TASK DETAILS: All of the entries need to be written out again, exactly as they are.

Stored data

• • •

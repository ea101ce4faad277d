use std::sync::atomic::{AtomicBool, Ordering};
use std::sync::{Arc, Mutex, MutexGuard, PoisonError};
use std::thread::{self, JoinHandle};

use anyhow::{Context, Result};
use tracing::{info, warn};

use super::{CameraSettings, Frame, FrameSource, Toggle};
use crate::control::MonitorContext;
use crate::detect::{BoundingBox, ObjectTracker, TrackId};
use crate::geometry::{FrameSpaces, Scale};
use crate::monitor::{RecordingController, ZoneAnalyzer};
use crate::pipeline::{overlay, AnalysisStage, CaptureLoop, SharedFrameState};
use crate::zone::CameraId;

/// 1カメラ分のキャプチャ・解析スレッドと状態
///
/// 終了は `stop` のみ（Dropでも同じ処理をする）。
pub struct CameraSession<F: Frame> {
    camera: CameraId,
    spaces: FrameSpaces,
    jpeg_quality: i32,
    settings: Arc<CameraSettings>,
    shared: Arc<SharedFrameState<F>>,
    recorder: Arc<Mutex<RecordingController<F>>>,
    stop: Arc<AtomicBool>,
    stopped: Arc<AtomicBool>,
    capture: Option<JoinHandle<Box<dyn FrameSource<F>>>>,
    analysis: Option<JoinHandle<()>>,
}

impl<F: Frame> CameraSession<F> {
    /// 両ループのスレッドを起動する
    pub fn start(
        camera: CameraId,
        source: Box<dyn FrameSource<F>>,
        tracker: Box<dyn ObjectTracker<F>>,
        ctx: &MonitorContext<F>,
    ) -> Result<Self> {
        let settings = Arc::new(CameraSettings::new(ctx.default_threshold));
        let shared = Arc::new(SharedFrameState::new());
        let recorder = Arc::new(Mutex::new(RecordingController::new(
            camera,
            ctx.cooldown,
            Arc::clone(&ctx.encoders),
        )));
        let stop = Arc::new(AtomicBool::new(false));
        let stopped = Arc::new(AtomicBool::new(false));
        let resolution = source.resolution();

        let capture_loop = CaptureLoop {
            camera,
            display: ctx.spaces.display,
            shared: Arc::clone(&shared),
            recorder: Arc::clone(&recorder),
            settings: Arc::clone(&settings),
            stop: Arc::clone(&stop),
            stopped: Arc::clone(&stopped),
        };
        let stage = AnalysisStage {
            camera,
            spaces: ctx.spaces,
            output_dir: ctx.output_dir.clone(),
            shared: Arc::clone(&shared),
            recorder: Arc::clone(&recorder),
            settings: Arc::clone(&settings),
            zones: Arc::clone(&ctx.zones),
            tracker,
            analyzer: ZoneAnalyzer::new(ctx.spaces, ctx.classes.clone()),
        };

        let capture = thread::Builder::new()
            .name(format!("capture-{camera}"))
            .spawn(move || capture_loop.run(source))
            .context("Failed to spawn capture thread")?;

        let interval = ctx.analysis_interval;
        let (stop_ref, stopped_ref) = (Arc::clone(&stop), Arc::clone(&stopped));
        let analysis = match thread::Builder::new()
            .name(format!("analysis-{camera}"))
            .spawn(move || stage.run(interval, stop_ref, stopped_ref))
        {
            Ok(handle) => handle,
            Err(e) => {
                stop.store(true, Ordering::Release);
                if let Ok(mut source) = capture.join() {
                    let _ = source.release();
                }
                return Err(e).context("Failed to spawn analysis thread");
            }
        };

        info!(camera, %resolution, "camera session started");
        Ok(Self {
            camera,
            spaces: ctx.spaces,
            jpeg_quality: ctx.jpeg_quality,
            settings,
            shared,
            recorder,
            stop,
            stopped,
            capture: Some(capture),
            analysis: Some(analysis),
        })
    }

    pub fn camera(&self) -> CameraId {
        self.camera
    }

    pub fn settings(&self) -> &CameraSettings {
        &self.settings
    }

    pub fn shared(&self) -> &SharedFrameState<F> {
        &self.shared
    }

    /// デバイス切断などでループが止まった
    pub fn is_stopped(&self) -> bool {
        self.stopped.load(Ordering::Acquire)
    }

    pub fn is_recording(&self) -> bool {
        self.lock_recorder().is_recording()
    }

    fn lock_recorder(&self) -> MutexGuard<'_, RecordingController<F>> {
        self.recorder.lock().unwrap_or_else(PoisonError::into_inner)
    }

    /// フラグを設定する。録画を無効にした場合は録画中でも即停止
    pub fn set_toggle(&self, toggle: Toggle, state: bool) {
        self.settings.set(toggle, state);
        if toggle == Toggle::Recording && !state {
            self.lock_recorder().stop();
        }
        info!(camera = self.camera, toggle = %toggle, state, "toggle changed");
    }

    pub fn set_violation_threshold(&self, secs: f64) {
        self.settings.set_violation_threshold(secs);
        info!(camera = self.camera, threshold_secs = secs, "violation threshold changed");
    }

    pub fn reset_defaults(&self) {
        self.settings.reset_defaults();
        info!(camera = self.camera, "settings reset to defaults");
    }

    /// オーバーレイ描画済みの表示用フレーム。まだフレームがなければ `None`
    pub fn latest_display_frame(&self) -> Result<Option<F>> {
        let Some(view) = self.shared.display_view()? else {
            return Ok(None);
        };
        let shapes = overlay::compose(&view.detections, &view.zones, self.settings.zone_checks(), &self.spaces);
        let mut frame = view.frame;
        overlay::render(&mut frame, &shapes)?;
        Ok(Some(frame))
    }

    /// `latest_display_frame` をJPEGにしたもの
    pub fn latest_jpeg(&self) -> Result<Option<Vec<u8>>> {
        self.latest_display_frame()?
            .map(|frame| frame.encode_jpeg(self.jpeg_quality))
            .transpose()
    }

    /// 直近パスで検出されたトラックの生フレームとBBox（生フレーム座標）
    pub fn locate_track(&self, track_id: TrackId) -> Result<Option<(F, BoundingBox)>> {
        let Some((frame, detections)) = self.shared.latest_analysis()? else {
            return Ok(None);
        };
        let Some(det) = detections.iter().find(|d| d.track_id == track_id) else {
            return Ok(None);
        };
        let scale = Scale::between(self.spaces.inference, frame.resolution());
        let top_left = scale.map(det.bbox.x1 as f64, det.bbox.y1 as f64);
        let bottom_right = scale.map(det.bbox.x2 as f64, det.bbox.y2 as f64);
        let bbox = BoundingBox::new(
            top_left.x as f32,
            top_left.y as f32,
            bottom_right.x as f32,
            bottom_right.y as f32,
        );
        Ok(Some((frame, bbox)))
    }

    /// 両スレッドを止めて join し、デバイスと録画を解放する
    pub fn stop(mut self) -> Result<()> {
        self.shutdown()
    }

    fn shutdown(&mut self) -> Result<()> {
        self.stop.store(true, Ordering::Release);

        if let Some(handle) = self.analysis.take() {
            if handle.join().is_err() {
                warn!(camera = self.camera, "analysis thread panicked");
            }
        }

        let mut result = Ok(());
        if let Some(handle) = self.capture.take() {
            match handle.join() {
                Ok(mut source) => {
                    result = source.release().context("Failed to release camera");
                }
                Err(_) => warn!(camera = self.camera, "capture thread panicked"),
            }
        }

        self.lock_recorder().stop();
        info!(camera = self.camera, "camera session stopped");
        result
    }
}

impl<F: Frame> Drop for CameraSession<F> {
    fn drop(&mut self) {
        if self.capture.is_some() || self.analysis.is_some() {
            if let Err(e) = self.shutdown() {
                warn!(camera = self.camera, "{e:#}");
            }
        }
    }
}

• • •

COMPLETED TASK:
repository ea101ce4faad277d
use std::sync::atomic::{AtomicBool, Ordering};
use std::sync::{Arc, Mutex, MutexGuard, PoisonError};
use std::thread::{self, JoinHandle};

use anyhow::{Context, Result};
use tracing::{info, warn};

use super::{CameraSettings, Frame, FrameSource, Toggle};
use crate::control::MonitorContext;
use crate::detect::{BoundingBox, ObjectTracker, TrackId};
use crate::geometry::{FrameSpaces, Scale};
use crate::monitor::{RecordingController, ZoneAnalyzer};
use crate::pipeline::{overlay, AnalysisStage, CaptureLoop, SharedFrameState};
use crate::zone::CameraId;

/// 1カメラ分のキャプチャ・解析スレッドと状態
///
/// 終了は `stop` のみ（Dropでも同じ処理をする）。
pub struct CameraSession<F: Frame> {
    camera: CameraId,
    spaces: FrameSpaces,
    jpeg_quality: i32,
    settings: Arc<CameraSettings>,
    shared: Arc<SharedFrameState<F>>,
    recorder: Arc<Mutex<RecordingController<F>>>,
    stop: Arc<AtomicBool>,
    stopped: Arc<AtomicBool>,
    capture: Option<JoinHandle<Box<dyn FrameSource<F>>>>,
    analysis: Option<JoinHandle<()>>,
}

impl<F: Frame> CameraSession<F> {
    /// 両ループのスレッドを起動する
    pub fn start(
        camera: CameraId,
        source: Box<dyn FrameSource<F>>,
        tracker: Box<dyn ObjectTracker<F>>,
        ctx: &MonitorContext<F>,
    ) -> Result<Self> {
        let settings = Arc::new(CameraSettings::new(ctx.default_threshold));
        let shared = Arc::new(SharedFrameState::new());
        let recorder = Arc::new(Mutex::new(RecordingController::new(
            camera,
            ctx.cooldown,
            Arc::clone(&ctx.encoders),
        )));
        let stop = Arc::new(AtomicBool::new(false));
        let stopped = Arc::new(AtomicBool::new(false));
        let resolution = source.resolution();

        let capture_loop = CaptureLoop {
            camera,
            display: ctx.spaces.display,
            shared: Arc::clone(&shared),
            recorder: Arc::clone(&recorder),
            settings: Arc::clone(&settings),
            stop: Arc::clone(&stop),
            stopped: Arc::clone(&stopped),
        };
        let stage = AnalysisStage {
            camera,
            spaces: ctx.spaces,
            output_dir: ctx.output_dir.clone(),
            shared: Arc::clone(&shared),
            recorder: Arc::clone(&recorder),
            settings: Arc::clone(&settings),
            zones: Arc::clone(&ctx.zones),
            tracker,
            analyzer: ZoneAnalyzer::new(ctx.spaces, ctx.classes.clone()),
        };

        let capture = thread::Builder::new()
            .name(format!("capture-{camera}"))
            .spawn(move || capture_loop.run(source))
            .context("Failed to spawn capture thread")?;

        let interval = ctx.analysis_interval;
        let (stop_ref, stopped_ref) = (Arc::clone(&stop), Arc::clone(&stopped));
        let analysis = match thread::Builder::new()
            .name(format!("analysis-{camera}"))
            .spawn(move || stage.run(interval, stop_ref, stopped_ref))
        {
            Ok(handle) => handle,
            Err(e) => {
                stop.store(true, Ordering::Release);
                if let Ok(mut source) = capture.join() {
                    let _ = source.release();
                }
                return Err(e).context("Failed to spawn analysis thread");
            }
        };

        info!(camera, %resolution, "camera session started");
        Ok(Self {
            camera,
            spaces: ctx.spaces,
            jpeg_quality: ctx.jpeg_quality,
            settings,
            shared,
            recorder,
            stop,
            stopped,
            capture: Some(capture),
            analysis: Some(analysis),
        })
    }

    pub fn camera(&self) -> CameraId {
        self.camera
    }

    pub fn settings(&self) -> &CameraSettings {
        &self.settings
    }

    pub fn shared(&self) -> &SharedFrameState<F> {
        &self.shared
    }

    /// デバイス切断などでループが止まった
    pub fn is_stopped(&self) -> bool {
        self.stopped.load(Ordering::Acquire)
    }

    pub fn is_recording(&self) -> bool {
        self.lock_recorder().is_recording()
    }

    fn lock_recorder(&self) -> MutexGuard<'_, RecordingController<F>> {
        self.recorder.lock().unwrap_or_else(PoisonError::into_inner)
    }

    /// フラグを設定する。録画を無効にした場合は録画中でも即停止
    pub fn set_toggle(&self, toggle: Toggle, state: bool) {
        self.settings.set(toggle, state);
        if toggle == Toggle::Recording && !state {
            self.lock_recorder().stop();
        }
        info!(camera = self.camera, toggle = %toggle, state, "toggle changed");
    }

    pub fn set_violation_threshold(&self, secs: f64) {
        self.settings.set_violation_threshold(secs);
        info!(camera = self.camera, threshold_secs = secs, "violation threshold changed");
    }

    pub fn reset_defaults(&self) {
        self.settings.reset_defaults();
        info!(camera = self.camera, "settings reset to defaults");
    }

    /// オーバーレイ描画済みの表示用フレーム。まだフレームがなければ `None`
    pub fn latest_display_frame(&self) -> Result<Option<F>> {
        let Some(view) = self.shared.display_view()? else {
            return Ok(None);
        };
        let shapes = overlay::compose(&view.detections, &view.zones, self.settings.zone_checks(), &self.spaces);
        let mut frame = view.frame;
        overlay::render(&mut frame, &shapes)?;
        Ok(Some(frame))
    }

    /// `latest_display_frame` をJPEGにしたもの
    pub fn latest_jpeg(&self) -> Result<Option<Vec<u8>>> {
        self.latest_display_frame()?
            .map(|frame| frame.encode_jpeg(self.jpeg_quality))
            .transpose()
    }

    /// 直近パスで検出されたトラックの生フレームとBBox（生フレーム座標）
    pub fn locate_track(&self, track_id: TrackId) -> Result<Option<(F, BoundingBox)>> {
        let Some((frame, detections)) = self.shared.latest_analysis()? else {
            return Ok(None);
        };
        let Some(det) = detections.iter().find(|d| d.track_id == track_id) else {
            return Ok(None);
        };
        let scale = Scale::between(self.spaces.inference, frame.resolution());
        let top_left = scale.map(det.bbox.x1 as f64, det.bbox.y1 as f64);
        let bottom_right = scale.map(det.bbox.x2 as f64, det.bbox.y2 as f64);
        let bbox = BoundingBox::new(
            top_left.x as f32,
            top_left.y as f32,
            bottom_right.x as f32,
            bottom_right.y as f32,
        );
        Ok(Some((frame, bbox)))
    }

    /// 両スレッドを止めて join し、デバイスと録画を解放する
    pub fn stop(mut self) -> Result<()> {
        self.shutdown()
    }

    fn shutdown(&mut self) -> Result<()> {
        self.stop.store(true, Ordering::Release);

        if let Some(handle) = self.analysis.take() {
            if handle.join().is_err() {
                warn!(camera = self.camera, "analysis thread panicked");
            }
        }

        let mut result = Ok(());
        if let Some(handle) = self.capture.take() {
            match handle.join() {
                Ok(mut source) => {
                    result = source.release().context("Failed to release camera");
                }
                Err(_) => warn!(camera = self.camera, "capture thread panicked"),
            }
        }

        self.lock_recorder().stop();
        info!(camera = self.camera, "camera session stopped");
        result
    }
}

impl<F: Frame> Drop for CameraSession<F> {
    fn drop(&mut self) {
        if self.capture.is_some() || self.analysis.is_some() {
            if let Err(e) = self.shutdown() {
                warn!(camera = self.camera, "{e:#}");
            }
        }
    }
}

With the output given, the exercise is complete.